Rui WANG1,Lin HAO1,*(),Xiao-Wu YANG2,Zi-Chao GUO1,Wen-Shuai BAI1,Shuai LI1,Hong-Yuan WEI1   

  1. 1 School of Chemical Engineering and Technology, Tianjin University, Tianjin 300072, P. R. China
    2 China Huanqiu Contracting & Engineering Corporation, Shanghai 200032, P. R. China
  • Received:2016-02-15 Published:2016-06-03
  • Contact: Lin HAO
  • Supported by:
    The project was supported by the National Natural Science Foundation of China(21576196)

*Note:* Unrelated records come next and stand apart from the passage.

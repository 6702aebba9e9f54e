use crate::StoreError;
use chrono::Utc;
use serde::{Deserialize, Serialize};
use std::fs::OpenOptions;
use std::io::Write;
use std::path::{Path, PathBuf};

#[derive(Debug, Clone, PartialEq, Serialize, Deserialize)]
pub struct AuditEvent {
    pub timestamp: String,
    pub event_type: String,
    pub invoice_id: Option<u64>,
    pub invoice_uuid: Option<String>,
    pub upload_hash: Option<String>,
    pub complement_id: Option<u64>,
    pub external_id: Option<String>,
    pub fiscal_uuid: Option<String>,
    pub error: Option<String>,
}

impl AuditEvent {
    pub fn new(event_type: &str) -> Self {
        Self {
            timestamp: Utc::now().to_rfc3339(),
            event_type: event_type.to_string(),
            invoice_id: None,
            invoice_uuid: None,
            upload_hash: None,
            complement_id: None,
            external_id: None,
            fiscal_uuid: None,
            error: None,
        }
    }

    pub fn with_invoice(mut self, id: u64, uuid: &str) -> Self {
        self.invoice_id = Some(id);
        self.invoice_uuid = Some(uuid.to_string());
        self
    }

    pub fn with_hash(mut self, hash: String) -> Self {
        self.upload_hash = Some(hash);
        self
    }

    pub fn with_complement(mut self, id: u64, external_id: &str, fiscal_uuid: &str) -> Self {
        self.complement_id = Some(id);
        self.external_id = Some(external_id.to_string());
        self.fiscal_uuid = Some(fiscal_uuid.to_string());
        self
    }

    pub fn with_error(mut self, error: String) -> Self {
        self.error = Some(error);
        self
    }
}

/// Append-only JSONL audit trail.
#[derive(Debug, Clone)]
pub struct AuditLog {
    path: PathBuf,
}

impl AuditLog {
    pub fn new(path: impl Into<PathBuf>) -> Self {
        Self { path: path.into() }
    }

    pub fn path(&self) -> &Path {
        &self.path
    }

    pub fn write(&self, event: &AuditEvent) -> Result<(), StoreError> {
        let mut file = OpenOptions::new()
            .create(true)
            .append(true)
            .open(&self.path)?;

        let json = serde_json::to_string(event)?;
        writeln!(file, "{}", json)?;
        tracing::debug!(event_type = %event.event_type, invoice_id = ?event.invoice_id, "Audit event written");
        Ok(())
    }

    /// Write and only log a failure; the audit trail never fails a request.
    pub fn record(&self, event: AuditEvent) {
        if let Err(e) = self.write(&event) {
            tracing::warn!(event_type = %event.event_type, error = %e, "audit event not written");
        }
    }

    pub fn read_all(&self) -> Result<Vec<AuditEvent>, StoreError> {
        let text = match std::fs::read_to_string(&self.path) {
            Ok(text) => text,
            Err(e) if e.kind() == std::io::ErrorKind::NotFound => return Ok(Vec::new()),
            Err(e) => return Err(e.into()),
        };
        text.lines()
            .filter(|l| !l.trim().is_empty())
            .map(|l| serde_json::from_str(l).map_err(StoreError::from))
            .collect()
    }
}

Reaction heat (Q) is an important parameter in chemical thermodynamics that is widely used in the hazard evaluation and safety design of chemical processes. Reaction heats can be obtained by either calorimetry or estimation. Calorimetry is generally more accurate, but is time-consuming, and sometimes precluded by the experimental conditions. By comparison, estimation techniques are quick and convenient, but are necessarily less accurate. The group contribution method (GCM) is one of the most commonly used estimation techniques. To investigate the accuracy of the estimations and make a primary screening of reaction heats for the industrial application of the GCM, calorimetric measurements of 33 reactions of 11 reaction types, including hydrogenation, reduction, nitration, oxidation, amidation, amination, ester hydrolysis, nitrogen substitution, ring-opening, and esterification, were conducted. The 33 reaction heats were also estimated by the GCM, and were compared with the calorimetric results. The relative errors between calorimetry (Qcalorimetry) and the GCM (QGCM) were also summarized for the different types of reactions. According to the range of relative errors, the reaction types were divided into different groups for calibrating QGCM to Qcalorimetry. Some recommended correction coefficients were proposed to correct QGCM to Qrecommended (Qr) for the different types of reactions, which could be employed in industrial settings where experimental results are difficult to acquire. Finally, the sources of error between Qcalorimetry and QGCM were analyzed, and advice for making accurate estimations was proposed for future work.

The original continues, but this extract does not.